Reply message by Jan Vermeer

Reply message by Jan Vermeer

Painting of the Dutch artist Jan Vermeer of Delft “The reply message”. The size of the picture is 72 x 60 cm, canvas, oil. A woman in a pale green dress with white sleeves, in a white cap and with almost obligatory Vermeer pearl earrings sits at the edge of a table covered with an oriental carpet. Light falls from the high window, located on the left side of the picture.

In the back of the room, between the table and the window, there is a maid. On her modest gray dress with a blue apron, her muffled tan testifies that she spends a lot of time outside the house. She crosses her arms and looks

out the window. The figure of the servant symbolizes a quiet expectation. The hostess is completely absorbed in the letter. A green curtain, black and white floor tiles and a picture in a black frame on the back wall emphasize the elegance of the interior.

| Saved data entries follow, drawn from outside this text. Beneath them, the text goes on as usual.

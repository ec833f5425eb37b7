//! Smoke tests -- verify the binary runs and the verdict surface holds.

use assert_cmd::Command;

#[test]
fn test_cli_help() {
    Command::cargo_bin("peerbench")
        .unwrap()
        .arg("--help")
        .assert()
        .success()
        .stdout(predicates::str::contains(
            "Peer-driven benchmark and capture tests",
        ));
}

#[test]
fn test_cli_version() {
    Command::cargo_bin("peerbench")
        .unwrap()
        .arg("--version")
        .assert()
        .success()
        .stdout(predicates::str::contains("peerbench"));
}

#[test]
fn test_run_subcommand_exists() {
    Command::cargo_bin("peerbench")
        .unwrap()
        .args(["run", "--help"])
        .assert()
        .success()
        .stdout(predicates::str::contains("--expected-throughput"));
}

#[test]
fn test_list_names_all_cases() {
    let assert = Command::cargo_bin("peerbench")
        .unwrap()
        .arg("list")
        .assert()
        .success();
    let output = String::from_utf8_lossy(&assert.get_output().stdout).to_string();
    for case in ["iperf", "uperf", "tcpdump", "perf-probe"] {
        assert!(output.contains(case), "missing case {case} in list output");
    }
}

#[test]
fn test_preflight_subcommand_exists() {
    Command::cargo_bin("peerbench")
        .unwrap()
        .args(["preflight", "--help"])
        .assert()
        .success();
}

#[test]
fn test_missing_interface_skips_with_exit_code_2() {
    Command::cargo_bin("peerbench")
        .unwrap()
        .args([
            "run",
            "iperf",
            "--interface",
            "pbench-missing0",
            "--peer-ip",
            "10.0.0.2",
        ])
        .assert()
        .code(2)
        .stdout(predicates::str::contains("SKIP"));
}

#[test]
fn test_missing_peer_skips_before_touching_the_host() {
    // lo always exists; the empty peer address must short-circuit the run.
    Command::cargo_bin("peerbench")
        .unwrap()
        .args(["run", "iperf", "--interface", "lo"])
        .assert()
        .code(2)
        .stdout(predicates::str::contains("peer address"));
}
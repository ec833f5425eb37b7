//! Environment readiness checks, run before committing to a test: interface
//! state, peer reachability, required system binaries, package backend.

use crate::exec;
use crate::netdev::NetworkInterface;
use crate::params::TestParams;
use crate::pkg::PkgBackend;
use anyhow::Result;
use serde::Serialize;
use tracing::info;

/// Result of a single readiness check.
#[derive(Debug, Serialize, Clone)]
pub struct CheckResult {
    pub component: String,
    pub status: CheckStatus,
    pub details: String,
    pub remediation: Option<String>,
}

#[derive(Debug, Serialize, Clone, Copy, PartialEq, Eq)]
pub enum CheckStatus {
    Pass,
    Fail,
    Warning,
    Skipped,
}

impl CheckStatus {
    pub fn label(&self) -> &'static str {
        match self {
            CheckStatus::Pass => "PASS",
            CheckStatus::Fail => "FAIL",
            CheckStatus::Warning => "WARN",
            CheckStatus::Skipped => "SKIP",
        }
    }
}

#[derive(Debug, Serialize)]
pub struct PreflightReport {
    pub results: Vec<CheckResult>,
}

impl PreflightReport {
    /// Any hard failure means the peer-driven cases cannot run.
    pub fn ready(&self) -> bool {
        !self.results.iter().any(|r| r.status == CheckStatus::Fail)
    }
}

/// Binaries the test cases shell out to.
const REQUIRED_BINARIES: &[&str] = &["ip", "ssh", "scp", "tar", "unzip", "tcpdump", "perf"];

/// Run the readiness checks for the given parameters.
pub async fn run(params: &TestParams) -> Result<PreflightReport> {
    info!("preflight: checking test environment");
    let mut results = Vec::new();

    results.push(check_interface(params));
    results.push(check_peer(params).await);
    results.extend(check_binaries().await);
    results.push(check_backend().await);

    info!("preflight complete, {} check(s) run", results.len());
    Ok(PreflightReport { results })
}

fn check_interface(params: &TestParams) -> CheckResult {
    if params.interface.is_empty() {
        return CheckResult {
            component: "Interface".to_string(),
            status: CheckStatus::Fail,
            details: "no interface configured".to_string(),
            remediation: Some("Set `interface` in the config or pass --interface.".to_string()),
        };
    }
    let iface = NetworkInterface::new(&params.interface);
    if !iface.exists() {
        return CheckResult {
            component: format!("Interface: {}", params.interface),
            status: CheckStatus::Fail,
            details: "not present on this host".to_string(),
            remediation: Some("Check cabling and drivers.".to_string()),
        };
    }
    match iface.speed_mbit() {
        Ok(speed) => CheckResult {
            component: format!("Interface: {}", params.interface),
            status: CheckStatus::Pass,
            details: format!("link speed {speed} Mb/s"),
            remediation: None,
        },
        Err(_) => CheckResult {
            component: format!("Interface: {}", params.interface),
            status: CheckStatus::Warning,
            details: "present, but link speed not reported (link down?)".to_string(),
            remediation: Some("Bring the link up before running throughput cases.".to_string()),
        },
    }
}

async fn check_peer(params: &TestParams) -> CheckResult {
    if params.peer_ip.is_empty() {
        return CheckResult {
            component: "Peer".to_string(),
            status: CheckStatus::Skipped,
            details: "no peer address configured".to_string(),
            remediation: Some("Set `peer_ip` for the peer-driven cases.".to_string()),
        };
    }
    let reachable = matches!(
        exec::run("ping", &["-c", "1", "-W", "2", &params.peer_ip]).await,
        Ok(out) if out.success()
    );
    if reachable {
        CheckResult {
            component: format!("Peer: {}", params.peer_ip),
            status: CheckStatus::Pass,
            details: "responds to ping".to_string(),
            remediation: None,
        }
    } else {
        CheckResult {
            component: format!("Peer: {}", params.peer_ip),
            status: CheckStatus::Fail,
            details: "no ping response".to_string(),
            remediation: Some("Verify the peer address and the link between the hosts.".to_string()),
        }
    }
}

async fn check_binaries() -> Vec<CheckResult> {
    let mut missing = Vec::new();
    for bin in REQUIRED_BINARIES {
        let found = matches!(exec::run("which", &[bin]).await, Ok(out) if out.success());
        if !found {
            missing.push(*bin);
        }
    }
    if missing.is_empty() {
        vec![CheckResult {
            component: "Binaries".to_string(),
            status: CheckStatus::Pass,
            details: "all required tools present".to_string(),
            remediation: None,
        }]
    } else {
        vec![CheckResult {
            component: "Binaries".to_string(),
            status: CheckStatus::Warning,
            details: format!("missing: {}", missing.join(", ")),
            remediation: Some("Install the missing tools; some cases install their own.".to_string()),
        }]
    }
}

async fn check_backend() -> CheckResult {
    match PkgBackend::detect().await {
        Some(backend) => CheckResult {
            component: "Package backend".to_string(),
            status: CheckStatus::Pass,
            details: format!("{backend:?}"),
            remediation: None,
        },
        None => CheckResult {
            component: "Package backend".to_string(),
            status: CheckStatus::Fail,
            details: "no supported package manager found".to_string(),
            remediation: Some("apt, dnf, yum or zypper is required.".to_string()),
        },
    }
}
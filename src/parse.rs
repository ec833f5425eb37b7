//! Tool output parsing and threshold checks.
//!
//! Each tool gets a small tolerant line matcher returning a typed value
//! instead of a fixed column offset, so minor output-format drift (extra
//! columns, changed spacing) does not break extraction. Values are truncated
//! to whole units: `937.5 Mbits/sec` reads as 937.

/// Unit of a reported transfer rate.
#[derive(Debug, Clone, Copy, PartialEq, Eq)]
pub enum RateUnit {
    Mbit,
    Gbit,
}

/// A parsed throughput figure: truncated integer value plus its unit.
#[derive(Debug, Clone, Copy, PartialEq, Eq)]
pub struct Throughput {
    pub value: u64,
    pub unit: RateUnit,
}

impl Throughput {
    /// Normalized to Mb/s (Gb figures multiplied by 1000).
    pub fn as_mbit(&self) -> u64 {
        match self.unit {
            RateUnit::Mbit => self.value,
            RateUnit::Gbit => self.value * 1000,
        }
    }
}

/// Truncated integer part of a decimal token: "937.5" -> 937, "1.38" -> 1.
fn integer_part(token: &str) -> Option<u64> {
    let head = token.split('.').next().unwrap_or(token);
    if head.is_empty() || !head.bytes().all(|b| b.is_ascii_digit()) {
        return None;
    }
    head.parse().ok()
}

/// Throughput from the iperf client summary.
///
/// Scans for the line marked `sender` and within it the `<rate> <unit>/sec`
/// token pair, e.g. `[  5]  0.00-10.00 sec  1.09 GBytes  937 Mbits/sec  sender`.
pub fn iperf_sender_throughput(stdout: &str) -> Option<Throughput> {
    for line in stdout.lines() {
        if !line.contains("sender") {
            continue;
        }
        if let Some(tput) = rate_from_split_tokens(line) {
            return Some(tput);
        }
    }
    None
}

fn rate_from_split_tokens(line: &str) -> Option<Throughput> {
    let tokens: Vec<&str> = line.split_whitespace().collect();
    for pair in tokens.windows(2) {
        let unit = if pair[1].starts_with("Mbits/sec") {
            RateUnit::Mbit
        } else if pair[1].starts_with("Gbits/sec") {
            RateUnit::Gbit
        } else {
            continue;
        };
        if let Some(value) = integer_part(pair[0]) {
            return Some(Throughput { value, unit });
        }
    }
    None
}

/// Throughput figures from uperf output lines naming the peer address.
///
/// uperf glues value and unit into one token (`9.86Gb/s`, `955.06Mb/s`);
/// Gb-denominated figures are normalized by the caller via [`Throughput::as_mbit`].
/// Lines naming the peer but carrying no rate token are ignored.
pub fn uperf_throughputs(stdout: &str, peer_ip: &str) -> Vec<Throughput> {
    let mut rates = Vec::new();
    for line in stdout.lines() {
        if !line.contains(peer_ip) {
            continue;
        }
        if let Some(tput) = rate_from_glued_token(line) {
            rates.push(tput);
        }
    }
    rates
}

fn rate_from_glued_token(line: &str) -> Option<Throughput> {
    for token in line.split_whitespace() {
        let (stripped, unit) = if let Some(s) = token.strip_suffix("Mb/s") {
            (s, RateUnit::Mbit)
        } else if let Some(s) = token.strip_suffix("Gb/s") {
            (s, RateUnit::Gbit)
        } else {
            continue;
        };
        if let Some(value) = integer_part(stripped) {
            return Some(Throughput { value, unit });
        }
    }
    None
}

/// Kernel drop count from tcpdump's stderr summary, e.g.
/// `5 packets dropped by kernel`.
pub fn kernel_drop_count(stderr: &str) -> Option<u64> {
    for line in stderr.lines() {
        if !line.contains("packets dropped by kernel") {
            continue;
        }
        let digits: String = line.chars().take_while(|c| c.is_ascii_digit()).collect();
        return digits.parse().ok();
    }
    None
}

/// Throughput floor: fails when measured is strictly below
/// `expected_pct * link_speed / 100`. Equal passes. Integer floor division,
/// so marginal cases round in the test's favor.
pub fn below_throughput_floor(tput_mbit: u64, expected_pct: u64, link_speed_mbit: u64) -> bool {
    tput_mbit < expected_pct * link_speed_mbit / 100
}

/// Drop ceiling: fails when drops reach `drop_pct * packet_count / 100`.
/// Equal fails. The boundary convention is deliberately the opposite of the
/// throughput floor; it is the existing contract of the drop-rate test.
pub fn at_or_above_drop_ceiling(dropped: u64, drop_pct: u64, packet_count: u64) -> bool {
    dropped >= drop_pct * packet_count / 100
}

/// Measured value as an integer percentage of link speed, for messages.
pub fn percent_of_link(tput_mbit: u64, link_speed_mbit: u64) -> u64 {
    if link_speed_mbit == 0 {
        return 0;
    }
    tput_mbit * 100 / link_speed_mbit
}

#[cfg(test)]
mod tests {
    use super::*;

    const IPERF_OUTPUT: &str = "\
------------------------------------------------------------
Client connecting to 10.0.0.2, TCP port 5001
------------------------------------------------------------
[  5]   0.00-10.00  sec  1.09 GBytes   937 Mbits/sec                  sender
[  5]   0.00-10.04  sec  1.09 GBytes   935 Mbits/sec                  receiver
";

    #[test]
    fn test_iperf_sender_line_extraction() {
        let tput = iperf_sender_throughput(IPERF_OUTPUT).unwrap();
        assert_eq!(tput.value, 937);
        assert_eq!(tput.unit, RateUnit::Mbit);
        assert_eq!(tput.as_mbit(), 937);
    }

    #[test]
    fn test_iperf_decimal_rate_truncates() {
        let out = "[  3]  0.0-10.0 sec  1.10 GBytes  941.6 Mbits/sec   sender";
        assert_eq!(iperf_sender_throughput(out).unwrap().value, 941);
    }

    #[test]
    fn test_iperf_gbit_sender_line() {
        let out = "[  5]  0.00-10.00 sec  11.0 GBytes  9.42 Gbits/sec   sender";
        let tput = iperf_sender_throughput(out).unwrap();
        assert_eq!(tput.value, 9);
        assert_eq!(tput.as_mbit(), 9000);
    }

    #[test]
    fn test_iperf_no_sender_line() {
        assert_eq!(iperf_sender_throughput("connect failed\n"), None);
    }

    #[test]
    fn test_uperf_mbit_line() {
        let out = "10.0.0.2   1.12GB /  10.02(s) =   955.06Mb/s  12345op/s";
        let rates = uperf_throughputs(out, "10.0.0.2");
        assert_eq!(rates.len(), 1);
        assert_eq!(rates[0].value, 955);
        assert_eq!(rates[0].as_mbit(), 955);
    }

    #[test]
    fn test_uperf_gbit_line_normalizes_times_1000() {
        let out = "10.0.0.2  11.51GB /  10.00(s) =   9.86Gb/s  8000op/s";
        let rates = uperf_throughputs(out, "10.0.0.2");
        assert_eq!(rates[0].value, 9);
        assert_eq!(rates[0].as_mbit(), 9000);
    }

    #[test]
    fn test_uperf_ignores_other_hosts_and_bare_mentions() {
        let out = "\
10.0.0.9   1.12GB /  10.02(s) =   955.06Mb/s
Run latency against 10.0.0.2 now
";
        assert!(uperf_throughputs(out, "10.0.0.2").is_empty());
    }

    #[test]
    fn test_kernel_drop_count() {
        let stderr = "\
500 packets captured
503 packets received by filter
5 packets dropped by kernel
";
        assert_eq!(kernel_drop_count(stderr), Some(5));
    }

    #[test]
    fn test_kernel_drop_count_multi_digit() {
        assert_eq!(
            kernel_drop_count("123 packets dropped by kernel\n"),
            Some(123)
        );
    }

    #[test]
    fn test_kernel_drop_count_absent() {
        assert_eq!(kernel_drop_count("500 packets captured\n"), None);
    }

    #[test]
    fn test_throughput_floor_boundary_is_inclusive_pass() {
        // 85% of 1000 Mb/s = 850: equal must NOT fail.
        assert!(!below_throughput_floor(850, 85, 1000));
        assert!(below_throughput_floor(849, 85, 1000));
        assert!(!below_throughput_floor(937, 85, 1000));
    }

    #[test]
    fn test_throughput_floor_uses_integer_division() {
        // 85 * 999 / 100 = 849.15 -> floor 849; 849 is not below 849.
        assert!(!below_throughput_floor(849, 85, 999));
        assert!(below_throughput_floor(848, 85, 999));
    }

    #[test]
    fn test_drop_ceiling_boundary_is_fail() {
        // 10% of 500 = 50: equal must fail, below must not.
        assert!(at_or_above_drop_ceiling(50, 10, 500));
        assert!(!at_or_above_drop_ceiling(49, 10, 500));
        assert!(at_or_above_drop_ceiling(51, 10, 500));
    }

    #[test]
    fn test_percent_of_link() {
        assert_eq!(percent_of_link(937, 1000), 93);
        assert_eq!(percent_of_link(800, 1000), 80);
        assert_eq!(percent_of_link(0, 0), 0);
    }
}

This painting “The Finding of Moses”, according to some researchers, belongs to the brush of Sir Peter Lily. Transparent white fabric covers part of the stained glass window. The lower leaf behind it is closed. The combination of white color spots forms a closed triangle – from the window through the white collar of the maid’s dress – to the white cap and the sleeves of the hostess’s dress – to the white floor tiles – again to the white curtain of the window. As in other works of Vermeer, the composition is rigorously verified. For example, the distance from the bottom edge of the picture to the table is the same as from the top edge of the picture to the bottom edge of the frame “Finding Moses.”

Small details add dynamism to the composition. On the floor at the foot of the chair lies a wax, a bright red seal for letters and a few sheets of paper, which I consider various researchers to be either an open letter, which probably was just received, or a small book. In the 17th century, letters were usually put in small envelopes or wrapped in a separate sheet of paper, fastened with a wax seal. But sometimes, especially if the message was sent with a servant, the letter could simply be folded and tied with tape. The fact that these objects are thrown on the floor, gives haste, with which the mistress of the house began to write.

The chair in the foreground also gives out the recent presence of the third person in the room. Usually in a Dutch house chairs that were not used right now were placed along the walls. A neat maid would most likely put the chair in its place and picked up a letter and a stamp with wax from the floor, if it were not given the order to “urgently wait” for the answer.